Ce radeau a été construit, à la hâte, pour être chargé de colis lourds afin d’alléger et renflouer le navire échoué puis, par la suite des événements, il a servi à transporter 150 passagers qui y connaitront une fin tragique. Drame immortalisé pour la postérité par un peintre de génie (Théodore Géricault – voir tableau ci-haut) et depuis, exposé au Musée du Louvre. Ces témoignages accusaient les habitants de la cote Trarza, mon ensemble tribal, de ne pas avoir bien reçu les naufragés. Ma fierté en a pris un coup. Quelle honte ! Même si nos concitoyens nous taquinent quelquefois pour notre discutable hospitalité, les miens, devant leur conscience et leur honneur, ne pouvaient pas se soustraire à aider des hommes qui échouent sur leurs rivages dans les conditions pénibles décrites dans ce récit !

D’autres tribus cousines du nord ont captivé ou échangé contre des pacotilles de malheureux naufragés, à l’occasion, mais les Trarza n’avaient-ils pas, depuis des siècles, signé des accords commerciaux avec les Nations Européennes et savaient, en conséquence, qu’assister les équipages en difficulté leur était plus profitable et plus sécurisant à la fois ? Rien ne pouvait convaincre mon prof et les autres petits bédouins d’autres régions qui trouvaient là l’occasion de me taquiner ! Il me fallait des preuves écrites sur ce naufrage qui laveraient l’honneur des miens… Je devais donc prendre la mer sur le sillage de la Méduse et reconstituer son histoire vraie après 159 ans.

J’ai décidé à cette fin de tronquer mon statut de petit bédouin saharien contre celui de marin pour aller trouver tout ce qui peut nuancer la mauvaise publicité que nous fait ce témoignage paru dans le récit des deux survivants du radeau par recoupement avec d’autres témoignages écrits par d’autres survivants.
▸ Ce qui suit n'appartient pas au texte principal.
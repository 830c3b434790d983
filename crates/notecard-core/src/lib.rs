//! Core notecard library: adaptive layout, compositing and the scorecard template.

pub mod assets;
pub mod compose;
pub mod config;
pub mod content;
pub mod error;
pub mod images;
pub mod layout;
pub mod media;
pub mod paint;
pub mod renderer;
pub mod scorecard;
pub mod sizing;
pub mod style;
pub mod text;

pub use compose::RenderResult;
pub use error::{FetchError, RenderError};
pub use renderer::PreviewRenderer;
pub use style::{PreviewStyle, StyleProfile};
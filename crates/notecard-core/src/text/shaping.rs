//! Rune sequences to positioned glyph runs.

use std::ops::Range;

use ab_glyph::{Font, FontArc, GlyphId, PxScale, ScaleFont};

use crate::content::is_emoji;

/// A glyph placed on the pen line of its run.
#[derive(Debug, Clone, Copy, PartialEq)]
pub struct ShapedGlyph {
    /// Index of the source rune; glyphs map one-to-one onto runes.
    pub rune: usize,
    pub ch: char,
    pub id: GlyphId,
    /// Pen position relative to the start of the run.
    pub x: f32,
    pub advance: f32,
    /// The font has no outline for this rune.
    pub missing: bool,
}

impl ShapedGlyph {
    /// Joiners and variation selectors take no room and draw nothing.
    pub fn is_zero_width(&self) -> bool {
        matches!(self.ch, '\u{200D}' | '\u{FE0E}' | '\u{FE0F}')
    }
}

/// Glyphs for one paragraph at one size.
#[derive(Debug, Clone)]
pub struct ShapedRun {
    pub scale: PxScale,
    pub glyphs: Vec<ShapedGlyph>,
}

impl ShapedRun {
    pub fn len(&self) -> usize {
        self.glyphs.len()
    }

    pub fn is_empty(&self) -> bool {
        self.glyphs.is_empty()
    }

    /// Pen position where the glyph for `rune` starts; `len()` maps to the run's end.
    pub fn x_at(&self, rune: usize) -> f32 {
        match self.glyphs.get(rune) {
            Some(glyph) => glyph.x,
            None => self.total_width(),
        }
    }

    /// Horizontal extent of the runes in `range`.
    pub fn width_of(&self, range: Range<usize>) -> f32 {
        if range.is_empty() {
            return 0.0;
        }
        let last = &self.glyphs[range.end - 1];
        last.x + last.advance - self.glyphs[range.start].x
    }

    pub fn total_width(&self) -> f32 {
        self.glyphs.last().map_or(0.0, |glyph| glyph.x + glyph.advance)
    }
}

/// Shapes `runes` at `font_size` pixels, applying pair kerning.
///
/// Emoji the font cannot draw get a one-em slot for their placeholder.
pub fn shape(font: &FontArc, runes: &[char], font_size: f32) -> ShapedRun {
    let scale = PxScale::from(font_size);
    let scaled = font.as_scaled(scale);

    let mut glyphs = Vec::with_capacity(runes.len());
    let mut pen = 0.0f32;
    let mut previous: Option<GlyphId> = None;

    for (rune, &ch) in runes.iter().enumerate() {
        let id = font.glyph_id(ch);
        let missing = id.0 == 0;
        let mut glyph = ShapedGlyph {
            rune,
            ch,
            id,
            x: pen,
            advance: 0.0,
            missing,
        };

        if glyph.is_zero_width() {
            glyphs.push(glyph);
            continue;
        }

        if let Some(prev) = previous {
            pen += scaled.kern(prev, id);
            glyph.x = pen;
        }

        glyph.advance = if missing && is_emoji(ch) {
            font_size
        } else {
            scaled.h_advance(id)
        };
        pen += glyph.advance;
        previous = Some(id);
        glyphs.push(glyph);
    }

    ShapedRun { scale, glyphs }
}

/// Width of `text` at `font_size` pixels.
pub fn measure_text(font: &FontArc, font_size: f32, text: &str) -> f32 {
    let runes: Vec<char> = text.chars().collect();
    shape(font, &runes, font_size).total_width()
}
Je me suis fortement passionné pour tout ce qui concernait ce drame maritime et particulièrement tous les écrits anciens ou récents qui en relatent quelques faits historiques. Devenu Officier navigant, j’ai fait et refait, des années durant, le même tracé de parcours du dernier voyage de la Méduse (Route maritime France- Mauritanie Allers/Retours) et j’ai par la même occasion fouillé toutes les bibliothèques et les librairies d’Europe sans négliger les récits de notre tradition orale et écrite qui m’ont permis de reconnaitre les hommes rencontrés par les naufragés.
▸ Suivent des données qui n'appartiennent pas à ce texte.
//! HTTP surface: `GET /preview-image/{reference}`.

use std::sync::Arc;

use anyhow::{Context, Result};
use axum::Router;
use axum::extract::{Path, Query, State};
use axum::http::{HeaderMap, HeaderValue, StatusCode, header};
use axum::response::{IntoResponse, Response};
use axum::routing::get;
use notecard_core::{PreviewRenderer, PreviewStyle};
use notecard_core::assets::Assets;
use notecard_core::config::Config;
use notecard_core::media::{HttpImageFetcher, ImageFetcher};
use serde::Deserialize;
use tokio::net::TcpListener;
use tokio_util::sync::CancellationToken;
use tracing::{info, warn};

use crate::moderation::Denylist;
use crate::pipeline::render_document;
use crate::source::ContentSource;

/// Extensions accepted after the reference and ignored.
const FAKE_EXTENSIONS: [&str; 3] = [".png", ".jpg", ".jpeg"];

/// Everything a request handler needs, shared read-only across requests.
pub struct AppState<S, F = HttpImageFetcher> {
    pub renderer: PreviewRenderer<F>,
    pub source: S,
    pub denylist: Denylist,
    pub cache_max_age_secs: u64,
    pub brand: String,
}

impl<S: ContentSource> AppState<S> {
    /// Builds the state from config with the HTTP image fetcher.
    pub fn from_config(config: &Config, source: S) -> Result<Self> {
        let fetcher = HttpImageFetcher::new(&config.fetch).context("build image fetcher")?;
        Self::with_fetcher(config, source, fetcher)
    }
}

impl<S: ContentSource, F: ImageFetcher> AppState<S, F> {
    /// Builds the state around any fetcher, parsing the embedded assets once.
    pub fn with_fetcher(config: &Config, source: S, fetcher: F) -> Result<Self> {
        let assets = Assets::embedded().context("load embedded assets")?;
        Ok(Self {
            renderer: PreviewRenderer::new(Arc::new(assets), fetcher),
            source,
            denylist: Denylist::from_config(&config.moderation),
            cache_max_age_secs: config.server.cache_max_age_secs,
            brand: config.scorecard.brand.clone(),
        })
    }
}

pub fn router<S, F>(state: Arc<AppState<S, F>>) -> Router
where
    S: ContentSource + 'static,
    F: ImageFetcher + 'static,
{
    Router::new()
        .route("/preview-image/{reference}", get(preview_image::<S, F>))
        .with_state(state)
}

/// Serves until Ctrl-C, then drains in-flight requests.
pub async fn serve<S, F>(listener: TcpListener, state: Arc<AppState<S, F>>) -> Result<()>
where
    S: ContentSource + 'static,
    F: ImageFetcher + 'static,
{
    let addr = listener.local_addr().context("read listener address")?;
    info!(%addr, "preview server listening");
    axum::serve(listener, router(state))
        .with_graceful_shutdown(wait_for_shutdown())
        .await
        .context("serve preview requests")
}

async fn wait_for_shutdown() {
    tokio::signal::ctrl_c().await.ok();
    info!("shutdown requested");
}

#[derive(Debug, Default, Deserialize)]
struct PreviewQuery {
    style: Option<String>,
}

fn strip_fake_extension(reference: &str) -> &str {
    FAKE_EXTENSIONS
        .iter()
        .find_map(|ext| reference.strip_suffix(ext))
        .unwrap_or(reference)
}

/// Query parameter first, then the crawler's user agent.
fn negotiate_style(query: &PreviewQuery, headers: &HeaderMap) -> PreviewStyle {
    if let Some(token) = query.style.as_deref() {
        return PreviewStyle::from_token(Some(token));
    }
    headers
        .get(header::USER_AGENT)
        .and_then(|ua| ua.to_str().ok())
        .and_then(PreviewStyle::from_user_agent)
        .unwrap_or_default()
}

fn plain_text(status: StatusCode, body: String) -> Response {
    (status, [(header::CONTENT_TYPE, "text/plain; charset=utf-8")], body).into_response()
}

async fn preview_image<S: ContentSource, F: ImageFetcher>(
    State(state): State<Arc<AppState<S, F>>>,
    Path(reference): Path<String>,
    Query(query): Query<PreviewQuery>,
    headers: HeaderMap,
) -> Response {
    let reference = strip_fake_extension(&reference);
    let style = negotiate_style(&query, &headers);

    if state.denylist.is_reference_banned(reference) {
        return plain_text(StatusCode::NOT_FOUND, "content is not allowed".to_string());
    }
    let document = match state.source.resolve(reference).await {
        Ok(Some(document)) => document,
        Ok(None) => {
            return plain_text(StatusCode::NOT_FOUND, format!("content not found: {reference}"));
        }
        Err(err) => {
            let detail = format!("{err:#}");
            warn!(reference, error = %detail, "content lookup failed");
            return plain_text(StatusCode::NOT_FOUND, format!("error fetching content: {err}"));
        }
    };
    if !state.denylist.allows(reference, &document) {
        return plain_text(StatusCode::NOT_FOUND, "content is not allowed".to_string());
    }

    // a dropped handler (client gone) cancels any fetch still in flight
    let cancel = CancellationToken::new();
    let _cancel_on_drop = cancel.clone().drop_guard();

    let rendered = render_document(&state.renderer, &document, style, &state.brand, &cancel).await;
    let result = match rendered {
        Ok(result) => result,
        Err(err) => {
            warn!(reference, style = style.display_name(), error = %err, "render failed");
            return plain_text(
                StatusCode::INTERNAL_SERVER_ERROR,
                format!("error rendering image: {err}"),
            );
        }
    };

    let overflowed = result.overflowed;
    let png = match result.into_png().await {
        Ok(png) => png,
        Err(err) => {
            warn!(reference, error = %err, "encode failed");
            return StatusCode::INTERNAL_SERVER_ERROR.into_response();
        }
    };

    let cache_control = format!("public, max-age={}", state.cache_max_age_secs);
    let cache_control = HeaderValue::from_str(&cache_control)
        .unwrap_or_else(|_| HeaderValue::from_static("public, max-age=604800"));
    info!(
        reference,
        style = style.display_name(),
        overflowed,
        bytes = png.len(),
        "rendered preview"
    );
    (
        [
            (header::CONTENT_TYPE, HeaderValue::from_static("image/png")),
            (header::CACHE_CONTROL, cache_control),
        ],
        png,
    )
        .into_response()
}

#[cfg(test)]
mod tests {
    use super::*;

    #[test]
    fn test_fake_extensions_are_stripped() {
        assert_eq!(strip_fake_extension("abc.png"), "abc");
        assert_eq!(strip_fake_extension("abc.jpeg"), "abc");
        assert_eq!(strip_fake_extension("abc.jpg"), "abc");
        assert_eq!(strip_fake_extension("abc.gif"), "abc.gif");
        assert_eq!(strip_fake_extension("abc"), "abc");
    }

    #[test]
    fn test_query_style_beats_user_agent() {
        let mut headers = HeaderMap::new();
        headers.insert(
            header::USER_AGENT,
            HeaderValue::from_static("TelegramBot (like TwitterBot)"),
        );

        let query = PreviewQuery {
            style: Some("FACEBOOK".to_string()),
        };
        assert_eq!(negotiate_style(&query, &headers), PreviewStyle::Facebook);
        assert_eq!(
            negotiate_style(&PreviewQuery::default(), &headers),
            PreviewStyle::Telegram,
        );
        assert_eq!(
            negotiate_style(&PreviewQuery::default(), &HeaderMap::new()),
            PreviewStyle::Default
        );
    }
}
Par la suite, aux commandes d’un navire de pêche, j’ai, intentionnellement, dangereusement approché la zone pour en relever les difficultés et écueils en dressant des plans personnels car, jusqu’à présent, aucune carte maritime, aucun pilote fut-il natif de la région ne peut aider à accéder au point du naufrage. A bord d’une pirogue, à l’aide d’un GPS et d’un sondeur, j’ai pu découvrir l’entrée et la sortie de la muraille qui ferme l’accès de la zone du naufrage.

Enfin, j'ai été sur les lieux du naufrage, à plusieurs reprises, après avoir prouvé et donné à mon équipage la certitude de pouvoir remplir en un temps record les cales de notre navire en poisson des accores du banc car le lieu où se trouve le reste de l’épave est un refuge à poisson et ce dernier y prolifère toujours en abondance. Cette approche me permettait de créer, patiemment, une route menant à l’épave afin de remonter des objets appartenant à la Méduse, en toute discrétion.
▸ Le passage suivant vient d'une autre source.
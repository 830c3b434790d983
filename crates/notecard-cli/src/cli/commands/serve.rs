//! `notecard serve`.

use std::sync::Arc;

use anyhow::{Context, Result};
use notecard::logging;
use notecard::server::{self, AppState};
use notecard::source::FileContentSource;
use notecard_core::config::Config;
use tokio::net::TcpListener;
use tracing::info;

pub async fn run(config: &Config) -> Result<()> {
    let _log_guard = logging::init(&config.logging)?;

    let content_dir = config.content_dir();
    info!(dir = %content_dir.display(), "resolving content from directory");
    let state = AppState::from_config(config, FileContentSource::new(content_dir))?;

    let listener = TcpListener::bind(&config.server.bind)
        .await
        .with_context(|| format!("bind {}", config.server.bind))?;
    server::serve(listener, Arc::new(state)).await
}
//! Presentation variants and the canvas geometry each one implies.

use serde::{Deserialize, Serialize};

/// Preview consumer the card is being rendered for.
#[derive(Debug, Clone, Copy, PartialEq, Eq, Default, Serialize, Deserialize)]
#[serde(rename_all = "lowercase")]
pub enum PreviewStyle {
    #[default]
    Default,
    Telegram,
    Twitter,
    Facebook,
}

impl PreviewStyle {
    /// Parses a style token. Unknown or empty tokens resolve to `Default`.
    pub fn from_token(token: Option<&str>) -> Self {
        let Some(token) = token.map(str::trim) else {
            return Self::Default;
        };
        match token.to_ascii_lowercase().as_str() {
            "telegram" => Self::Telegram,
            "twitter" | "x" => Self::Twitter,
            "facebook" | "fb" => Self::Facebook,
            _ => Self::Default,
        }
    }

    /// Guesses the consumer from a crawler's `User-Agent`.
    pub fn from_user_agent(user_agent: &str) -> Option<Self> {
        if user_agent.contains("TelegramBot") {
            Some(Self::Telegram)
        } else if user_agent.contains("Twitterbot") {
            Some(Self::Twitter)
        } else if user_agent.contains("facebookexternalhit") || user_agent.contains("Facebot") {
            Some(Self::Facebook)
        } else {
            None
        }
    }

    /// Returns the short display name for this style.
    pub fn display_name(self) -> &'static str {
        match self {
            Self::Default => "default",
            Self::Telegram => "telegram",
            Self::Twitter => "twitter",
            Self::Facebook => "facebook",
        }
    }

    pub fn profile(self) -> StyleProfile {
        StyleProfile::for_style(self)
    }
}

/// Canvas geometry for one render.
#[derive(Debug, Clone, Copy, PartialEq)]
pub struct StyleProfile {
    pub style: PreviewStyle,
    pub width: u32,
    pub height: u32,
    pub padding_left: u32,
    pub bar_height: u32,
    pub bar_scale: f64,
    pub font_size: u32,
}

impl StyleProfile {
    const BASE_WIDTH: u32 = 700;
    const BASE_HEIGHT: u32 = 525;
    const BASE_PADDING: u32 = 25;
    const BASE_BAR_HEIGHT: u32 = 70;
    const BASE_FONT_SIZE: u32 = 25;

    /// Distance between the top of the canvas and the text region.
    pub const TOP_MARGIN: u32 = 20;

    pub fn for_style(style: PreviewStyle) -> Self {
        let mut profile = Self {
            style,
            width: Self::BASE_WIDTH,
            height: Self::BASE_HEIGHT,
            padding_left: Self::BASE_PADDING,
            bar_height: Self::BASE_BAR_HEIGHT,
            bar_scale: 1.0,
            font_size: Self::BASE_FONT_SIZE,
        };

        match style {
            PreviewStyle::Default => {}
            PreviewStyle::Telegram => {
                profile.padding_left += 10;
                profile.width -= 10;
            }
            PreviewStyle::Twitter => {
                profile.height = profile.width * 268 / 512;
            }
            PreviewStyle::Facebook => {
                profile.height = profile.width * 355 / 680;
                profile.padding_left = 180;
                profile.bar_scale = 0.55;
                profile.bar_height = (f64::from(profile.bar_height) * profile.bar_scale) as u32;
                profile.font_size = 18;
            }
        }

        profile
    }

    /// Width available to the paragraph flow.
    pub fn text_width(&self) -> u32 {
        self.width.saturating_sub(self.padding_left * 2)
    }

    /// Height available to the paragraph flow, between the top margin and the bar.
    pub fn text_region_height(&self) -> u32 {
        self.height
            .saturating_sub(Self::TOP_MARGIN)
            .saturating_sub(self.bar_height)
    }

    /// Y coordinate of the top edge of the bottom bar.
    pub fn bar_top(&self) -> u32 {
        self.height - self.bar_height
    }
}

impl Default for StyleProfile {
    fn default() -> Self {
        Self::for_style(PreviewStyle::Default)
    }
}
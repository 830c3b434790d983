//! Binary assets compiled into notecard.
//!
//! Everything here is read-only and lives for the whole process.

/// The single embedded font family used for every glyph (DejaVu Sans).
pub const FONT_TTF: &[u8] = include_bytes!("../assets/DejaVuSans.ttf");

/// Brand logo stamped into the bottom bar of note cards.
pub const LOGO_PNG: &[u8] = include_bytes!("../assets/logo.png");

#[cfg(test)]
mod tests {
    use super::*;

    #[test]
    fn test_logo_has_png_signature() {
        assert_eq!(
            &LOGO_PNG[..8],
            &[0x89, 0x50, 0x4E, 0x47, 0x0D, 0x0A, 0x1A, 0x0A],
        );
    }

    #[test]
    fn test_font_is_truetype() {
        assert_eq!(&FONT_TTF[..4], &[0x00, 0x01, 0x00, 0x00]);
    }
}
Pêcher en zone interdite et dangereuse de surcroit était un risque calculé et un jeu du chat et de la souris, disons de bonne guerre, avec notre marine qui me faisait monter l’adrénaline mettant à l’épreuve mes talents d’archéologue sous-marin amateur tout en m’exhibant à de fortes amendes car nos informateurs qui nous jurent que les gardes-côtes étaient à leur base ont trompé plus d’un de mes collègues. Mes bonnes captures, ma maitrise du slalom dans les hauts fonds ont fini par rassurer mes amis mécaniciens sud-coréens les plus récalcitrants et qui n’hésitaient plus à me pousser à l’aventure en voyant les taux de leur prime de pêche multipliés par une exponentielle, ces derniers aidaient techniquement l’expédition en cas d’accroche avec les roches du plateau continental de notre chalut de fond.

Maintenant, et après 37 ans de recherches, j'ai assemblé tous les détails de l’histoire vraie du naufrage mais aussi des preuves écrites des mains d’autres survivants du naufrage qui attestent que les habitants de la cote Trarza ont bien reçu les rescapés qui ont eu à débarquer sur leur rivage. La réputation d’hospitalité des miens est sauve ! Mieux !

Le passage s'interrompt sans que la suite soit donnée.